このアンコールワットによく似た様式の寺院が建てられたのは、11世紀前後と考えられている。アンコールワットが12世紀はじめ頃だからそれよりも古いが、あのピラミッド型の祠堂の様式美は、この寺院にすでに見ることができる。日本ならば平安中期、藤原氏の全盛時代で「源氏物語」が書かれた頃だ。東南アジアのこの辺りではクメール王朝の全盛期で、現在はタイ東北部のピーマイも、もちろんその広大な版図の一部だった。「幸福の夜明け」スコータイ王朝が北部タイに生まれるまで、まだ200年ほど間がある。

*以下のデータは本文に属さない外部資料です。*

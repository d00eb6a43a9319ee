//! Integration tests for hwstats-core.
//!
//! These tests drive the factory end to end:
//! services → factory → reader → snapshot callback.

use std::collections::{BTreeMap, HashMap};
use std::sync::{Arc, Mutex};

use hwstats_core::error::CommandError;
use hwstats_core::platform::{
    CommandRunner, FirmwareService, InterfaceAddress, InterfaceRecord, InterfaceSource,
    ProcessRegistry, RawValue,
};
use hwstats_core::{
    AnySnapshot, Bandwidth, FourCharCode, NetworkMode, Reader, ReaderFactory, ReaderKind,
    Services, StatsConfig, StatsReaders,
};

struct MapFirmware(BTreeMap<&'static str, RawValue>);

impl MapFirmware {
    fn new(entries: &[(&'static str, &str, &[u8])]) -> Self {
        Self(
            entries
                .iter()
                .map(|(key, data_type, bytes)| {
                    let raw = RawValue {
                        data_type: data_type.parse::<FourCharCode>().unwrap(),
                        bytes: bytes.to_vec(),
                    };
                    (*key, raw)
                })
                .collect(),
        )
    }
}

impl FirmwareService for MapFirmware {
    fn all_keys(&self) -> Vec<String> {
        self.0.keys().map(|k| k.to_string()).collect()
    }

    fn read_key(&self, key: &str) -> Option<RawValue> {
        self.0.get(key).cloned()
    }
}

struct Outputs(HashMap<&'static str, &'static str>);

impl CommandRunner for Outputs {
    fn run(&self, program: &str, _args: &[&str]) -> Result<String, CommandError> {
        self.0
            .get(program)
            .map(|out| out.to_string())
            .ok_or_else(|| CommandError::Status {
                program: program.to_string(),
                code: Some(1),
            })
    }
}

struct Apps;

impl ProcessRegistry for Apps {
    fn application_names(&self) -> HashMap<u32, String> {
        HashMap::from([(412, "Window Server".to_string())])
    }
}

struct Counters(Mutex<u64>);

impl InterfaceSource for Counters {
    fn interfaces(&self) -> Option<Vec<InterfaceRecord>> {
        let mut bytes = self.0.lock().unwrap();
        *bytes += 1_000;
        Some(vec![InterfaceRecord {
            name: "en0".to_string(),
            address: InterfaceAddress::Link {
                tx_bytes: *bytes,
                rx_bytes: *bytes * 2,
            },
        }])
    }
}

fn services() -> Services {
    let firmware = MapFirmware::new(&[
        ("TC0P", "sp78", &[0x2D, 0x80]),
        ("TG0P", "sp78", &[0x7F, 0x00]),
        ("VC0C", "fp2e", &[0x40, 0x00]),
        ("FNum", "ui8 ", &[1]),
        ("F0Ac", "fpe2", &[0x1F, 0x40]),
    ]);
    let commands = Outputs(HashMap::from([(
        "/bin/ps",
        "  PID  %CPU COMM\n  412  12,5 WindowServer\n    1   0.0 launchd\n",
    )]));

    Services {
        firmware: Arc::new(firmware),
        commands: Arc::new(commands),
        apps: Arc::new(Apps),
        interfaces: Arc::new(Counters(Mutex::new(0))),
        ..Services::null()
    }
}

#[test]
fn cpu_reader_end_to_end() {
    let factory = ReaderFactory::new(services(), StatsConfig::default());
    let list = factory.cpu().snapshot().unwrap();
    assert_eq!(list.len(), 2);
    assert_eq!(list[0].usage, 12.5);
    assert_eq!(list[0].name.as_deref(), Some("Window Server"));
    assert_eq!(list[1].name, None);
}

#[test]
fn sensors_drop_implausible_temperatures() {
    let factory = ReaderFactory::new(services(), StatsConfig::default());
    let sensors = factory.sensors().snapshot().unwrap();
    let keys: Vec<&str> = sensors.iter().map(|s| s.key.as_str()).collect();

    // TG0P reads 127 °C and is discarded; F0Ac is exposed as a fan sensor.
    assert!(keys.contains(&"TC0P"));
    assert!(!keys.contains(&"TG0P"));
    assert!(keys.contains(&"F0Ac"));
    let voltage = sensors.iter().find(|s| s.key == "VC0C").unwrap();
    assert_eq!(voltage.value, 1.0);
}

#[test]
fn network_reports_deltas_between_reads() {
    let factory = ReaderFactory::new(services(), StatsConfig::default());
    let mut reader = factory.create(ReaderKind::Network);

    let Some(AnySnapshot::Network(first)) = reader.snapshot() else {
        panic!("expected a network snapshot");
    };
    assert_eq!(first.bandwidth, Bandwidth::ZERO);

    let Some(AnySnapshot::Network(second)) = reader.snapshot() else {
        panic!("expected a network snapshot");
    };
    assert_eq!(second.bandwidth, Bandwidth::new(1_000, 2_000));
    assert_eq!(second.total, Bandwidth::new(1_000, 2_000));
}

#[test]
fn process_mode_without_nettop_reports_nothing() {
    let config = StatsConfig {
        network_mode: NetworkMode::Process,
        ..StatsConfig::default()
    };
    let factory = ReaderFactory::new(services(), config);
    assert!(factory.network().snapshot().is_none());
}

#[test]
fn every_kind_is_constructible_and_serializes() {
    let factory = ReaderFactory::new(services(), StatsConfig::default());
    for kind in ReaderKind::ALL {
        let mut reader = factory.create(kind);
        if let Some(snapshot) = reader.snapshot() {
            assert_eq!(snapshot.kind(), kind);
            let json = serde_json::to_value(&snapshot).unwrap();
            assert_eq!(json["kind"], kind.as_str());
        }
    }
}

#[test]
fn stats_readers_share_services() {
    let factory = ReaderFactory::new(services(), StatsConfig::default());
    let mut readers = StatsReaders::new(&factory);
    let fans = readers.fans.snapshot().unwrap();
    assert_eq!(fans.len(), 1);
    assert_eq!(fans[0].value, 2000.0);
    assert!(readers.battery.snapshot().is_none());
}

#[test]
#[ignore] // Requires macOS with an SMC
fn system_sensors_are_plausible() {
    let factory = ReaderFactory::system(StatsConfig::default());
    let sensors = factory.sensors().snapshot().unwrap();
    assert!(!sensors.is_empty());
    for sensor in sensors.iter().filter(|s| s.kind == hwstats_core::SensorKind::Temperature) {
        assert!(sensor.value <= 110.0, "{} = {}", sensor.key, sensor.value);
    }
}

#[test]
#[ignore] // Requires ps
fn system_cpu_list_is_not_empty() {
    let factory = ReaderFactory::system(StatsConfig {
        process_limit: Some(5),
        ..StatsConfig::default()
    });
    let list = factory.cpu().snapshot().unwrap();
    assert!(!list.is_empty() && list.len() <= 5);
}

#[test]
#[ignore] // Requires a machine with network interfaces
fn system_network_counters_are_monotonic() {
    let factory = ReaderFactory::system(StatsConfig::default());
    let mut reader = factory.network();
    reader.snapshot().unwrap();
    let second = reader.snapshot().unwrap();
    assert!(second.bandwidth.upload >= 0 && second.bandwidth.download >= 0);
}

さて、ボロが出ないうちに歴史の解説はきりあげて、写真の説明をします。上から三段目までは、ピーマイフェスティバルの目玉のショーです。寺院の参道となっているテラスを舞台に、寺院そのものを背景にして、神話を題材にした舞踊劇がくりひろげられる。遺跡がおおく残るタイ中部や北部では、この種のショーは非常に洗練されていて、なかには英語のナレーションがつくものもある。それらは当然、大手プロダクションやテレビ局の制作によるもので、プロのカメラマンが正式に取材をするとなると、いろいろ面倒なのだが、そのへんの話は省略。ただ、タイのひとびとのおおらかなマイペンライ精神に、ふかい敬愛の念をいだく次第です。

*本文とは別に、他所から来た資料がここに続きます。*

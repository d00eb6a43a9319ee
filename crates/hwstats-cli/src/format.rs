//! Plain-text rendering of snapshots.

use hwstats_core::codec::{readable_size, round_to};
use hwstats_core::{
    AnySnapshot, BatterySnapshot, Fan, Gpus, NetworkSnapshot, ProcessUsage, Sensor, SensorKind,
    TemperatureUnit,
};

/// Render one snapshot as indented lines under a `[kind]` heading.
pub fn render(snapshot: &AnySnapshot, unit: TemperatureUnit) -> String {
    let body = match snapshot {
        AnySnapshot::Cpu(list) => processes(list, |usage| format!("{usage:.1}%")),
        AnySnapshot::Ram(list) => processes(list, readable_size),
        AnySnapshot::Gpu(gpus) => gpu(gpus),
        AnySnapshot::Battery(battery) => battery_lines(battery, unit),
        AnySnapshot::Fans(list) => fans(list),
        AnySnapshot::Network(network) => network_lines(network),
        AnySnapshot::Sensors(list) => sensors(list, unit),
    };

    let mut out = format!("[{}]\n", snapshot.kind());
    if body.is_empty() {
        out.push_str("  (no data)\n");
    }
    for line in body {
        out.push_str("  ");
        out.push_str(&line);
        out.push('\n');
    }
    out
}

fn processes(list: &[ProcessUsage], usage: impl Fn(f64) -> String) -> Vec<String> {
    list.iter()
        .map(|p| {
            let name = p.name.as_deref().unwrap_or(&p.command);
            format!("{:>7}  {:<32} {:>10}", p.pid, name, usage(p.usage))
        })
        .collect()
}

fn gpu(gpus: &Gpus) -> Vec<String> {
    gpus.list
        .iter()
        .map(|g| match g.utilization {
            Some(u) => format!("{:<16} {:>5.1}%  ({})", g.model.label(), u * 100.0, g.io_class),
            None => format!("{:<16}     -   ({})", g.model.label(), g.io_class),
        })
        .collect()
}

fn battery_lines(b: &BatterySnapshot, unit: TemperatureUnit) -> Vec<String> {
    let mut lines = vec![
        format!("source       {}", b.power_source),
        format!("level        {:.0}%", b.level * 100.0),
        format!(
            "charging     {}{}",
            if b.is_charging { "yes" } else { "no" },
            if b.is_charged { " (charged)" } else { "" }
        ),
        format!("cycles       {}", b.cycles),
        format!("health       {}", b.health),
        format!("amperage     {} mA", b.amperage),
        format!("voltage      {:.2} V", b.voltage),
        temperature_line("temperature  ", b.temperature, unit),
        format!("adapter      {} W", b.ac_watts),
        format!("to empty     {} min", b.time_to_empty),
        format!("to full      {} min", b.time_to_charge),
    ];
    if let Some(state) = &b.state {
        lines.insert(5, format!("condition    {state}"));
    }
    lines
}

fn temperature_line(label: &str, celsius: f64, unit: TemperatureUnit) -> String {
    format!("{label}{:.1} {}", unit.convert(celsius), unit.symbol())
}

fn fans(list: &[Fan]) -> Vec<String> {
    list.iter()
        .map(|f| {
            format!(
                "{:<2} {:<16} {:>10}  [{:.0}..{:.0}]{}",
                f.id,
                f.name,
                f.formatted_value(),
                f.min_speed,
                f.max_speed,
                if f.enabled { "" } else { "  disabled" }
            )
        })
        .collect()
}

fn network_lines(n: &NetworkSnapshot) -> Vec<String> {
    let mut lines = vec![
        format!(
            "interval     up {:>10}  down {:>10}",
            readable_size(n.bandwidth.upload as f64),
            readable_size(n.bandwidth.download as f64)
        ),
        format!(
            "total        up {:>10}  down {:>10}",
            readable_size(n.total.upload as f64),
            readable_size(n.total.download as f64)
        ),
    ];
    if let Some(address) = &n.local_address {
        lines.push(format!("address      {address}"));
    }
    lines
}

fn sensors(list: &[Sensor], unit: TemperatureUnit) -> Vec<String> {
    list.iter()
        .map(|s| {
            let label = format!("{} {:<28} ", s.key, s.name);
            match s.kind {
                SensorKind::Temperature => temperature_line(&label, s.value, unit),
                kind => format!("{label}{} {}", round_to(s.value, 2), kind.unit()),
            }
        })
        .collect()
}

四段目の写真は、その翌日、町外れの運河でおこなわれたドラゴンボートレースの模様。五段目は、ピーマイのクメール様式寺院の遺跡。いちばん下の段は、町外れのサイ・ンガーム公園。池のそばにうっそうと茂る「美しいベンガル菩提樹」(サイ・ンガーム)の公園で、無数の気根が垂れ下がったあいだを遊歩道が縫い、仏像を祀ったほこらまである。木陰の屋台で、池をわたる風に吹かれながら、タイ風のつまみと冷えたビール。いや、そこまで写ってはいないけれど、だいたいそういう段取りになります。